— Try it —
All entries below must be given again exactly as they stand.

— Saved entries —
Start of Block

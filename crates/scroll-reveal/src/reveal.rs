//! Reveal Styling
//!
//! Elements start invisible and lowered; adding `revealed` settles them.
//! The state is one-way for the lifetime of the page.

use wasm_bindgen::prelude::*;
use web_sys::{Element, HtmlElement};

pub const REVEALED_CLASS: &str = "revealed";

/// Idempotency marker for counters that already ran
pub const COUNTED_CLASS: &str = "counted";

/// Rule injected once into the document head
pub const REVEALED_CSS: &str = "
    .revealed {
        opacity: 1 !important;
        transform: translateY(0) !important;
    }
";

/// Pre-style an element so it can fade in later
pub fn prepare_reveal(element: &HtmlElement) -> Result<(), JsValue> {
    let style = element.style();
    style.set_property("opacity", "0")?;
    style.set_property("transform", "translateY(30px)")?;
    style.set_property("transition", "opacity 0.6s ease, transform 0.6s ease")?;
    Ok(())
}

pub fn reveal(element: &Element) -> Result<(), JsValue> {
    element.class_list().add_1(REVEALED_CLASS)
}

/// Add `class` unless already present. Returns true only the first time.
pub fn mark_once(element: &Element, class: &str) -> Result<bool, JsValue> {
    let classes = element.class_list();
    if classes.contains(class) {
        return Ok(false);
    }
    classes.add_1(class)?;
    Ok(true)
}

End of Block

— Reply —
filename crates/scroll-reveal/src/reveal.rs
//! Reveal Styling
//!
//! Elements start invisible and lowered; adding `revealed` settles them.
//! The state is one-way for the lifetime of the page.

use wasm_bindgen::prelude::*;
use web_sys::{Element, HtmlElement};

pub const REVEALED_CLASS: &str = "revealed";

/// Idempotency marker for counters that already ran
pub const COUNTED_CLASS: &str = "counted";

/// Rule injected once into the document head
pub const REVEALED_CSS: &str = "
    .revealed {
        opacity: 1 !important;
        transform: translateY(0) !important;
    }
";

/// Pre-style an element so it can fade in later
pub fn prepare_reveal(element: &HtmlElement) -> Result<(), JsValue> {
    let style = element.style();
    style.set_property("opacity", "0")?;
    style.set_property("transform", "translateY(30px)")?;
    style.set_property("transition", "opacity 0.6s ease, transform 0.6s ease")?;
    Ok(())
}

pub fn reveal(element: &Element) -> Result<(), JsValue> {
    element.class_list().add_1(REVEALED_CLASS)
}

/// Add `class` unless already present. Returns true only the first time.
pub fn mark_once(element: &Element, class: &str) -> Result<bool, JsValue> {
    let classes = element.class_list();
    if classes.contains(class) {
        return Ok(false);
    }
    classes.add_1(class)?;
    Ok(true)
}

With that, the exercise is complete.